Esta misma fabulación es la que encontramos ya en Heródoto (y el motivo de que Polibio lo reprobara); y será esa misma fantasía, hija de la curiosidad y el asombro, la que hallaremos en el Libro del Millón de Marco Polo y su escriba Rustichello. Digamos, pues, que el XVIII formaliza o descubre la fantasía que la propia erudición faculta e insinúa, y cuyos ejemplos más conspicuos, entre otros muchos, quizá pudieran ser Una modesta proposición de Swift y Las aventuras del barón de Munchausen, recogidas por Raspe. En este mismo tenor, fantasioso y erudito, debemos incluir uno de los libros más influyentes del XVIII, las Cartas persas de Montesquieu, que determinarían el gran tratado de Beccaria, De los delitos y las penas y, en consecuencia, el porvenir mismo del Derecho Civil y la creciente separación Iglesia/Estado.

Serán, sin embargo, Apollinaire, Schowb y Borges, por este orden, quienes presenten a la erudición misma como hija legítima -y sobrecogedora, a veces- de la fantasía.
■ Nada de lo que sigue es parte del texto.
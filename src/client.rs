//! HTTP client for the remote face-comparison service.

use std::io::Read;
use std::time::Duration;

use facecmp_match::{ComparisonMatrix, DistanceMatrix};
use serde::{Deserialize, Serialize};

use crate::config::Config;
use crate::error::CompareError;
use crate::session::Comparator;

const MAX_RESPONSE_BYTES: usize = 256 * 1024;

#[derive(Clone, Debug, Serialize)]
pub struct CompareRequest<'a> {
    pub urls: &'a [String],
}

/// A successful, shape-checked service reply.
#[derive(Clone, Debug, PartialEq)]
pub struct ServiceResponse {
    pub matrix: ComparisonMatrix,
    pub distances: DistanceMatrix,
    pub threshold: Option<f64>,
}

#[derive(Clone, Debug, Deserialize)]
struct CompareResponseWire {
    matrix: Option<Vec<Vec<bool>>>,
    distances: Option<Vec<Vec<f64>>>,
    threshold: Option<f64>,
    error: Option<String>,
}

#[derive(Clone, Debug, Deserialize)]
struct ErrorWire {
    error: Option<String>,
}

pub struct ComparisonClient {
    agent: ureq::Agent,
    base_url: String,
}

impl ComparisonClient {
    pub fn new(cfg: &Config) -> Self {
        let agent = ureq::AgentBuilder::new()
            .timeout_connect(Duration::from_secs(cfg.connect_timeout_secs))
            .build();
        Self {
            agent,
            base_url: cfg.api_url.trim_end_matches('/').to_string(),
        }
    }

    pub fn base_url(&self) -> &str {
        &self.base_url
    }

    /// `POST /compare` with the given URLs. Exactly one attempt is made.
    pub fn compare(&self, urls: &[String]) -> Result<ServiceResponse, CompareError> {
        let url = format!("{}/compare", self.base_url);
        log::debug!("POST {} with {} url(s)", url, urls.len());
        let req = self
            .agent
            .post(&url)
            .set("Accept", "application/json")
            .set("Content-Type", "application/json");

        let response = match req.send_json(CompareRequest { urls }) {
            Ok(response) => response,
            Err(ureq::Error::Status(code, response)) => {
                let body = read_body_limited(response).unwrap_or_else(|err| err);
                return Err(map_status_error(code, &body));
            }
            Err(ureq::Error::Transport(err)) => {
                return Err(CompareError::TransportFailure(err.to_string()));
            }
        };

        let body = read_body_limited(response).map_err(CompareError::ServiceError)?;
        parse_compare_response(&body)
    }

    /// `GET /`, the service's health check.
    pub fn health(&self) -> Result<serde_json::Value, CompareError> {
        let url = format!("{}/", self.base_url);
        let response = match self.agent.get(&url).call() {
            Ok(response) => response,
            Err(ureq::Error::Status(code, response)) => {
                let body = read_body_limited(response).unwrap_or_else(|err| err);
                return Err(map_status_error(code, &body));
            }
            Err(ureq::Error::Transport(err)) => {
                return Err(CompareError::TransportFailure(err.to_string()));
            }
        };
        let body = read_body_limited(response).map_err(CompareError::ServiceError)?;
        serde_json::from_str(body.trim())
            .map_err(|err| CompareError::ServiceError(format!("invalid health response: {err}")))
    }
}

impl Comparator for ComparisonClient {
    fn compare(&self, urls: &[String]) -> Result<ServiceResponse, CompareError> {
        ComparisonClient::compare(self, urls)
    }
}

fn read_body_limited(response: ureq::Response) -> Result<String, String> {
    let mut limited = response.into_reader().take(MAX_RESPONSE_BYTES as u64 + 1);
    let mut bytes = Vec::new();
    limited
        .read_to_end(&mut bytes)
        .map_err(|err| format!("failed to read response: {err}"))?;
    if bytes.len() > MAX_RESPONSE_BYTES {
        return Err(format!("Response exceeded {MAX_RESPONSE_BYTES} bytes"));
    }
    String::from_utf8(bytes).map_err(|err| format!("response is not UTF-8: {err}"))
}

fn map_status_error(code: u16, body: &str) -> CompareError {
    let trimmed = body.trim();
    if let Ok(ErrorWire { error: Some(msg) }) = serde_json::from_str::<ErrorWire>(trimmed) {
        return CompareError::ServiceError(msg);
    }
    if trimmed.is_empty() {
        CompareError::ServiceError(format!("HTTP error! status: {code}"))
    } else {
        CompareError::ServiceError(format!("Backend error ({code}): {trimmed}"))
    }
}

fn parse_compare_response(body: &str) -> Result<ServiceResponse, CompareError> {
    let trimmed = body.trim();
    if trimmed.is_empty() {
        return Err(CompareError::ServiceError("Empty response body".to_string()));
    }
    let wire: CompareResponseWire = serde_json::from_str(trimmed)
        .map_err(|err| CompareError::ServiceError(format!("invalid response: {err}")))?;

    if let Some(error) = wire.error {
        return Err(CompareError::ServiceError(error));
    }
    let (Some(matrix), Some(distances)) = (wire.matrix, wire.distances) else {
        return Err(CompareError::ServiceError(
            "response is missing matrix or distances".to_string(),
        ));
    };

    Ok(ServiceResponse {
        matrix: ComparisonMatrix::from_rows(matrix)?,
        distances: DistanceMatrix::from_rows(distances)?,
        threshold: wire.threshold,
    })
}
En este juego infinito del conocimiento revertido en literatura, y la literatura como una forma lúdica de erudición, es donde debe encuadrarse la obra toda del gran Álvaro Cunqueiro (el mayor de todos), así como la de Luján y el espléndido Perucho que hoy glosamos. A lo cual hay que añadir una singularidad que quizá se halle en el origen de su primacía casi secreta. Las imaginaciones de estos tres escritores son imaginaciones felices, irónicas, teñidas por una bonhomía alegre y expansiva que coquetea y no con lo trascendente. Muy pocos escritores en el XX han construido su obra desde el optimismo (piénsese en Saroyan, Pavel y alguno más); de modo que a la naturaleza exigente de su literatura se une esta sorprendente anomalía, y ello en el siglo mismo en que las ensoñaciones felices del XVIII, o los sueños terroríficos del XIX, se vieron convertidos en una variante frívola y sombría de la clínica.

Como digo, el escepticismo de Borges era hijo de aquella ceguera intelectual de Berkeley, que convertía la realidad y su apariencia en una bruma indecisa. La obra de Perucho, sin embargo, debe tanto a Linneo como a San Isidoro. Y en concreto, a ese lugar del XVIII donde Linneo sitúa al ornitorrinco; esto es, en la posibilidad de lo anómalo y de lo imprevisto. Así ocurre con esta Botánica oculta, que tributa al mundo hermético y locuaz del XVI europeo, pero que es hija melancólica de un XX que ha concebido lo inconcebible, que ha propiciado el horror sin tasa, y ha olvidado, no obstante, lo maravilloso.